All of our defense shields were up as we entered the theater. We had very low expectations for this one; maybe that's why we were so pleasantly surprised.

This movie treats clinical depression like the illness it is. The teenage boy who commits himself to a mental ward is never derided, never scorned, never condescended to. In fact, by the end of what turns out to be a five-day stay, his high school classmates also acknowledge the seriousness of his situation and extend helping (and understanding) hands.

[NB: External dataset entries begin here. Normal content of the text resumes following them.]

use serde::{Deserialize, Serialize};
use uuid::Uuid;

macro_rules! define_id {
    ($name:ident) => {
        #[derive(Debug, Clone, PartialEq, Eq, Hash, PartialOrd, Ord, Serialize, Deserialize)]
        #[serde(transparent)]
        pub struct $name(String);

        impl $name {
            pub fn from_string(s: &str) -> Self {
                Self(s.to_string())
            }

            pub fn as_str(&self) -> &str {
                &self.0
            }
        }

        impl std::fmt::Display for $name {
            fn fmt(&self, f: &mut std::fmt::Formatter<'_>) -> std::fmt::Result {
                write!(f, "{}", self.0)
            }
        }

        impl From<&str> for $name {
            fn from(s: &str) -> Self {
                Self::from_string(s)
            }
        }
    };
}

/// Ids minted locally (random v4 uuids).
macro_rules! define_generated_id {
    ($name:ident) => {
        define_id!($name);

        impl $name {
            pub fn new() -> Self {
                Self(Uuid::new_v4().to_string())
            }
        }

        impl Default for $name {
            fn default() -> Self {
                Self::new()
            }
        }
    };
}

// Joke and user ids come from the content catalog and the auth provider.
define_id!(JokeId);
define_id!(UserId);
define_generated_id!(CollectionId);

/// Error codes for structured error handling
#[derive(Debug, Clone, Copy, PartialEq, Eq, Serialize, Deserialize)]
pub enum ErrorCode {
    // Entitlements (1xxx)
    NotEntitled = 1001,
    TrialAlreadyUsed = 1002,

    // Resource Not Found (2xxx)
    NotFound = 2001,

    // Data & Persistence (4xxx)
    RepositoryError = 4001,
    SerializationError = 4004,

    // Infrastructure (5xxx)
    InfrastructureError = 5001,
    NetworkError = 5002,

    // Validation (6xxx)
    ValidationError = 6001,
    InvalidInput = 6002,
}

impl ErrorCode {
    /// Get error code as integer
    pub fn code(&self) -> u16 {
        *self as u16
    }

    pub fn severity(&self) -> ErrorSeverity {
        match self {
            ErrorCode::NetworkError | ErrorCode::RepositoryError => ErrorSeverity::Warning,

            ErrorCode::NotFound
            | ErrorCode::NotEntitled
            | ErrorCode::TrialAlreadyUsed
            | ErrorCode::ValidationError
            | ErrorCode::InvalidInput => ErrorSeverity::Info,

            ErrorCode::SerializationError | ErrorCode::InfrastructureError => ErrorSeverity::Error,
        }
    }

    /// Whether a later attempt of the same operation may succeed
    pub fn is_recoverable(&self) -> bool {
        matches!(
            self,
            ErrorCode::NetworkError | ErrorCode::RepositoryError | ErrorCode::InfrastructureError
        )
    }
}

/// Error severity levels
#[derive(Debug, Clone, Copy, PartialEq, Eq, Serialize, Deserialize)]
pub enum ErrorSeverity {
    Info,
    Warning,
    Error,
    Critical,
}

#[derive(Debug, thiserror::Error)]
pub enum DomainError {
    #[error("Validation error: {0}")]
    Validation(String),

    #[error("Invalid input: {0}")]
    InvalidInput(String),

    #[error("Not found: {0}")]
    NotFound(String),

    #[error("Premium feature required: {0}")]
    NotEntitled(String),

    #[error("Trial already used: {0}")]
    TrialAlreadyUsed(String),

    #[error("Repository error: {0}")]
    Repository(String),

    #[error("Infrastructure error: {0}")]
    Infrastructure(String),

    #[error("Network error: {0}")]
    Network(String),

    #[error("Serialization error: {0}")]
    Serialization(String),

    #[error("Deserialization error: {0}")]
    Deserialization(String),
}

impl DomainError {
    pub fn code(&self) -> ErrorCode {
        match self {
            DomainError::Validation(_) => ErrorCode::ValidationError,
            DomainError::InvalidInput(_) => ErrorCode::InvalidInput,
            DomainError::NotFound(_) => ErrorCode::NotFound,
            DomainError::NotEntitled(_) => ErrorCode::NotEntitled,
            DomainError::TrialAlreadyUsed(_) => ErrorCode::TrialAlreadyUsed,
            DomainError::Repository(_) => ErrorCode::RepositoryError,
            DomainError::Infrastructure(_) => ErrorCode::InfrastructureError,
            DomainError::Network(_) => ErrorCode::NetworkError,
            DomainError::Serialization(_) => ErrorCode::SerializationError,
            DomainError::Deserialization(_) => ErrorCode::SerializationError,
        }
    }

    pub fn message(&self) -> &str {
        match self {
            DomainError::Validation(msg)
            | DomainError::InvalidInput(msg)
            | DomainError::NotFound(msg)
            | DomainError::NotEntitled(msg)
            | DomainError::TrialAlreadyUsed(msg)
            | DomainError::Repository(msg)
            | DomainError::Infrastructure(msg)
            | DomainError::Network(msg)
            | DomainError::Serialization(msg)
            | DomainError::Deserialization(msg) => msg,
        }
    }

    pub fn severity(&self) -> ErrorSeverity {
        self.code().severity()
    }

    pub fn is_recoverable(&self) -> bool {
        self.code().is_recoverable()
    }

    /// Format error with code
    pub fn format_with_code(&self) -> String {
        format!("[{}] {}", self.code().code(), self)
    }
}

This is played like a comedy and yet we don't laugh AT our immature hero. He is grappling with his family's expectations, his classmates' super achievements and his own unrelenting dreams of suicide. They are presented as super-realistic satires and are, by themselves, fairly fantastical and funny. And yes, he's a teenager, so our first instinct is to not take him seriously; but after watching the mental health professionals and their astute (and respectful) treatment of him, we are forced to admit that maybe he does have a problem.

Of course in reality, things usually don't work out in just five days. But c'mon folks! This is a movie.

We were able to enjoy the talents of:

  • Keir Gilchrist ("The United States of Tara") who does a fine job as the teenager who wants some help;
  • Lauren Graham ("Flash of Genius") is his baffled mother;
  • Emma Roberts ("Valentine's Day") is a fellow patient;
  • Zach Galifianakis ("The Hangover") is an overrated actor who plays another patient;
  • Viola Davis ("Eat Pray Love") is a psychiatrist, with a wry (and winning) view of what that means.
We liked it more than we expected, and that was a pleasant surprise.